** Task instructions **
Find the line holding "return true;" in the entries below. Give it again exactly, along with every line after it up to and including the line holding "assert!(pool.worker().is_none());".

** Information provided **
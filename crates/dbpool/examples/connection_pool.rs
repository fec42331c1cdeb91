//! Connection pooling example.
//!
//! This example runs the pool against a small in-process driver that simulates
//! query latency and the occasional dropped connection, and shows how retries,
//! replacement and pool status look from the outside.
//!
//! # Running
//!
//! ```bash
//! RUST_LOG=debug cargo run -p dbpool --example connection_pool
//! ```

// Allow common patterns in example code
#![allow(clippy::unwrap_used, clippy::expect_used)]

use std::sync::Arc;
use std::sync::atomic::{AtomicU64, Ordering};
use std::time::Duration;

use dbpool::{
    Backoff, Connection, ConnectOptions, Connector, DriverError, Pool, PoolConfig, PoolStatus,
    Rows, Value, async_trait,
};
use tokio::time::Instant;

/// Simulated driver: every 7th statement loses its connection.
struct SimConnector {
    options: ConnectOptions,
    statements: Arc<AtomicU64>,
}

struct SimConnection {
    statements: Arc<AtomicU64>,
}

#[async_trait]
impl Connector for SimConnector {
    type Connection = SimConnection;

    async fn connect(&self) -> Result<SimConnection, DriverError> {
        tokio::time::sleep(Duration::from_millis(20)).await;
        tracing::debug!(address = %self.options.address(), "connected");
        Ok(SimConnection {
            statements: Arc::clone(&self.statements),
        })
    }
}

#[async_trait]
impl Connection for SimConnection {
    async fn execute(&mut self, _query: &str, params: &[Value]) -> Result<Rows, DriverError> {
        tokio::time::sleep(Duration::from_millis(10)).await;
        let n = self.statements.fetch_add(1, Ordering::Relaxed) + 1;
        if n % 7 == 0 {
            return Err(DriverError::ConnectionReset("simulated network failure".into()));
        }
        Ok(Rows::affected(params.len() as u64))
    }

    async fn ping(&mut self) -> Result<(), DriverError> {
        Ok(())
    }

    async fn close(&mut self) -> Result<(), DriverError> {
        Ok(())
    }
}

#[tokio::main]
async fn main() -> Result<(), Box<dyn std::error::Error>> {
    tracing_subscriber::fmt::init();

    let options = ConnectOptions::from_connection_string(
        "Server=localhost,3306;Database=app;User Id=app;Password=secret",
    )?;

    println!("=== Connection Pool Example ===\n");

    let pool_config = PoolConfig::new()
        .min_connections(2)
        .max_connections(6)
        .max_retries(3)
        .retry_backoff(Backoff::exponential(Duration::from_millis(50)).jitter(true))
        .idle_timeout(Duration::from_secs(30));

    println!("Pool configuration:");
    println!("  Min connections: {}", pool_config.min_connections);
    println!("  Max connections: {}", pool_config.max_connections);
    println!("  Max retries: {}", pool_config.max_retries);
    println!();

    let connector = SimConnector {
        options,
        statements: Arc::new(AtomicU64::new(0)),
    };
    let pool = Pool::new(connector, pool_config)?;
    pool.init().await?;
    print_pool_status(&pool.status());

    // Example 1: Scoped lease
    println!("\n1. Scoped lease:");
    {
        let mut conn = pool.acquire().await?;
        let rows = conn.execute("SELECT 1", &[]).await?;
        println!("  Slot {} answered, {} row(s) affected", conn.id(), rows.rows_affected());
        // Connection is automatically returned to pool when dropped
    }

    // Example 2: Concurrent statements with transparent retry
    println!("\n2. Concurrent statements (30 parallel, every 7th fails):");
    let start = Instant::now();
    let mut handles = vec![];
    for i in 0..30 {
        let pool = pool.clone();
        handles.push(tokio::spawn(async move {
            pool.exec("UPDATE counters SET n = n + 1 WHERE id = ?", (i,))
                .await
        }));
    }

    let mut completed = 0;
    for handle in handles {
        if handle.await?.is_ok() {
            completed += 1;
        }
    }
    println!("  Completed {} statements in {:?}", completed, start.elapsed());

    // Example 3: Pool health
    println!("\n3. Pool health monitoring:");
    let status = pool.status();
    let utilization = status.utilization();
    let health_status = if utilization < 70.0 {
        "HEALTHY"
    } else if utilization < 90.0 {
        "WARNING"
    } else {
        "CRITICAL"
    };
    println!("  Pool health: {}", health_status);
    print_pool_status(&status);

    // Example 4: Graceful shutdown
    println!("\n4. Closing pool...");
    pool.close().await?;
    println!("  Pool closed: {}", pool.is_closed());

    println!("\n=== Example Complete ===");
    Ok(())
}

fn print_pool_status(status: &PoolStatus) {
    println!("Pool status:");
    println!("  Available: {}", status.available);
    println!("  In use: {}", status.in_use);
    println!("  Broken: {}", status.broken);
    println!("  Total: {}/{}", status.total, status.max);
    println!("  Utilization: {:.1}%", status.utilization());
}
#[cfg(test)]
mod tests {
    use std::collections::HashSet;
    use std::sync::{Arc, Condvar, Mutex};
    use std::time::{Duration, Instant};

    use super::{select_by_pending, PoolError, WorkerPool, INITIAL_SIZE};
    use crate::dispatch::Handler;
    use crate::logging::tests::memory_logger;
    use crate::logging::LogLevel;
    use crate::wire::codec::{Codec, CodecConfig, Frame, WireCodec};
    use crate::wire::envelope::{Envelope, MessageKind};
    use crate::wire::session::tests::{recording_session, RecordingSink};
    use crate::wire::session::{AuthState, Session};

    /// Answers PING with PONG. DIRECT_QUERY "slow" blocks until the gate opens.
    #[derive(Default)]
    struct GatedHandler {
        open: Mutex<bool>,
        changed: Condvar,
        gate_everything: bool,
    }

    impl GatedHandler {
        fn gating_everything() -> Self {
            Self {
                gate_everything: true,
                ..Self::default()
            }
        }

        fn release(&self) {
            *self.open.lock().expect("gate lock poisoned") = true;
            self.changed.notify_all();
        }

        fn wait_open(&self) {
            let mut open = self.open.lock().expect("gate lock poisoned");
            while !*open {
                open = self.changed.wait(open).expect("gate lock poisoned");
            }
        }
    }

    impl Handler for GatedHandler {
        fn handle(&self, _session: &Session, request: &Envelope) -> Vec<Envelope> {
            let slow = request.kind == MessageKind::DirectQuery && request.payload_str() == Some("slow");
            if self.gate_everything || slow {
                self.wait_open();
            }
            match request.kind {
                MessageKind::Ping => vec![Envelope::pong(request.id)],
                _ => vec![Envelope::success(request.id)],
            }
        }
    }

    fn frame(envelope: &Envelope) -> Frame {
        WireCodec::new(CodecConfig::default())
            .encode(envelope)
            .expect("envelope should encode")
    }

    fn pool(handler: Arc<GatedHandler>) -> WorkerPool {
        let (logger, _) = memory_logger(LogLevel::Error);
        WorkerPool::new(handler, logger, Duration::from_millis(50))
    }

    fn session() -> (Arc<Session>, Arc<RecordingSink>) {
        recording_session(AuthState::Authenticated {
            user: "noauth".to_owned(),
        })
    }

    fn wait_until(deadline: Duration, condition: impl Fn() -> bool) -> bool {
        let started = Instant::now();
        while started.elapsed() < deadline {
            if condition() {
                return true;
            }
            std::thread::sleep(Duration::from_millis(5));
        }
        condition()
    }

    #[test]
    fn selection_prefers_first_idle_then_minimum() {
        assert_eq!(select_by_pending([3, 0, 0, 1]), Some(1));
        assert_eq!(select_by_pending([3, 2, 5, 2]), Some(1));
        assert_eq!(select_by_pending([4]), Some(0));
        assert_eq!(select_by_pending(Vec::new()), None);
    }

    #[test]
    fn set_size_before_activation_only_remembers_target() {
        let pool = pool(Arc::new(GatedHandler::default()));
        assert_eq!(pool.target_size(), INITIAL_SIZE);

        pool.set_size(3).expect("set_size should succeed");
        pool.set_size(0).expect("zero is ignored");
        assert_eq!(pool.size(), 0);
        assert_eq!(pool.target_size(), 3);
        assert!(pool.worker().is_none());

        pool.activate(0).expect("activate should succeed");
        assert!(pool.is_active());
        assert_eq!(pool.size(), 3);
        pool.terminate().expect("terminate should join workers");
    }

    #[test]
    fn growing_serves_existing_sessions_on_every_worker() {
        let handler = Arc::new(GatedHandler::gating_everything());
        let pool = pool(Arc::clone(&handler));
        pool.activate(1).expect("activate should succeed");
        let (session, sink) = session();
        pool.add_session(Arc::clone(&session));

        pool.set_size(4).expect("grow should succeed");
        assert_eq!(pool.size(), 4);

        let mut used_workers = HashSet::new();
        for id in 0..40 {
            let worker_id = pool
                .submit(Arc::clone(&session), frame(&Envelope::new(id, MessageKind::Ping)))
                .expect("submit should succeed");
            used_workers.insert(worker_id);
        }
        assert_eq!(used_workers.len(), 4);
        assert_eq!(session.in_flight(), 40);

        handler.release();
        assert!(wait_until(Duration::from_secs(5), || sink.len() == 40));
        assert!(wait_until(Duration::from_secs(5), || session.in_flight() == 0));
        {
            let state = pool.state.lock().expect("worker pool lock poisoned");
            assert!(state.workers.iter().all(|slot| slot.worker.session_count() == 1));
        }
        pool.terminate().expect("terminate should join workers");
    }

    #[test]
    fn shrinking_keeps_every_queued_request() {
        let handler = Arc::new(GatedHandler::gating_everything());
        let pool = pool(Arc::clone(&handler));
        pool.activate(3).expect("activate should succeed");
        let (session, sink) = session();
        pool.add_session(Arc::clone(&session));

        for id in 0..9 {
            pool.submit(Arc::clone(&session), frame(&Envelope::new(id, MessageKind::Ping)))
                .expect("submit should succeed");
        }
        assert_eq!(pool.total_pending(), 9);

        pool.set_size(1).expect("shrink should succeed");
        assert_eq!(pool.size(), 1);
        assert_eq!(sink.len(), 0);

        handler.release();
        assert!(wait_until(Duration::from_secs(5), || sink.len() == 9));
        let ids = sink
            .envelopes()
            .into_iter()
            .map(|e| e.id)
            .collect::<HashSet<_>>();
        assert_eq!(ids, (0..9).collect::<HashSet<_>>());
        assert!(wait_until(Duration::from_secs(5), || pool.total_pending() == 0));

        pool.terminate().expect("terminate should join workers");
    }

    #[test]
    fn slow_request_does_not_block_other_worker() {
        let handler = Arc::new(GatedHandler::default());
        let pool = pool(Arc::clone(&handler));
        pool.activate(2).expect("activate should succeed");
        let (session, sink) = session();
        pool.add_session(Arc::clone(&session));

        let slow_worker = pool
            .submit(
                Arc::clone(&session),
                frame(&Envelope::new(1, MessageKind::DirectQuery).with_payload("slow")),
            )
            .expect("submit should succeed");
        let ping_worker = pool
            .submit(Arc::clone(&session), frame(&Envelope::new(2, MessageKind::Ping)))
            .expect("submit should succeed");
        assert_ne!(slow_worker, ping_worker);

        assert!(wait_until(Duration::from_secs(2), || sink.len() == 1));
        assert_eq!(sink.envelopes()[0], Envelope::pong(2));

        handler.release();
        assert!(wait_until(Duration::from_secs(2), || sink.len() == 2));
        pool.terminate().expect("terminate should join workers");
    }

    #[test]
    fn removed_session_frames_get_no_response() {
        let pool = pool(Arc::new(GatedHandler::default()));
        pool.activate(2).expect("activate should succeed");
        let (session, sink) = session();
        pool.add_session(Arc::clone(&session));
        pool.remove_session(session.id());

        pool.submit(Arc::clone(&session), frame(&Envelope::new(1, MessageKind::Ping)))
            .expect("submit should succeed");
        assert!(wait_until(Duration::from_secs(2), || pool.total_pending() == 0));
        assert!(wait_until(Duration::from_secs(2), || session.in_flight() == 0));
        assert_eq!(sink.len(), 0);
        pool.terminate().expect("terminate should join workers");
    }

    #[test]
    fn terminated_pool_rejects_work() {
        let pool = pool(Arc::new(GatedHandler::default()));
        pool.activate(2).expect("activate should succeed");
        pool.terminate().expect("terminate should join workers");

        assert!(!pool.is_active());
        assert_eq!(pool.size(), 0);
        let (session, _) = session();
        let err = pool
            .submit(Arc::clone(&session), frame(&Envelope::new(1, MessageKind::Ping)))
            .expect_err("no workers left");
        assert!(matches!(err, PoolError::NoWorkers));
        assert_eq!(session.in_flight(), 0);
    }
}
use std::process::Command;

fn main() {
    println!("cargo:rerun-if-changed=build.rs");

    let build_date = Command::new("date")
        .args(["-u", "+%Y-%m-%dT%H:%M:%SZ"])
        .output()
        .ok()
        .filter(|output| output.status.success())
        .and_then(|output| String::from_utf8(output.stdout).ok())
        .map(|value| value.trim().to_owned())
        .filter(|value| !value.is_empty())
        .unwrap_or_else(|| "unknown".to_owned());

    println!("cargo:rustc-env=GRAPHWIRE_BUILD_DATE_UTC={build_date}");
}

** Exercise result **
                return true;
            }
            std::thread::sleep(Duration::from_millis(5));
        }
        condition()
    }

    #[test]
    fn selection_prefers_first_idle_then_minimum() {
        assert_eq!(select_by_pending([3, 0, 0, 1]), Some(1));
        assert_eq!(select_by_pending([3, 2, 5, 2]), Some(1));
        assert_eq!(select_by_pending([4]), Some(0));
        assert_eq!(select_by_pending(Vec::new()), None);
    }

    #[test]
    fn set_size_before_activation_only_remembers_target() {
        let pool = pool(Arc::new(GatedHandler::default()));
        assert_eq!(pool.target_size(), INITIAL_SIZE);

        pool.set_size(3).expect("set_size should succeed");
        pool.set_size(0).expect("zero is ignored");
        assert_eq!(pool.size(), 0);
        assert_eq!(pool.target_size(), 3);
        assert!(pool.worker().is_none());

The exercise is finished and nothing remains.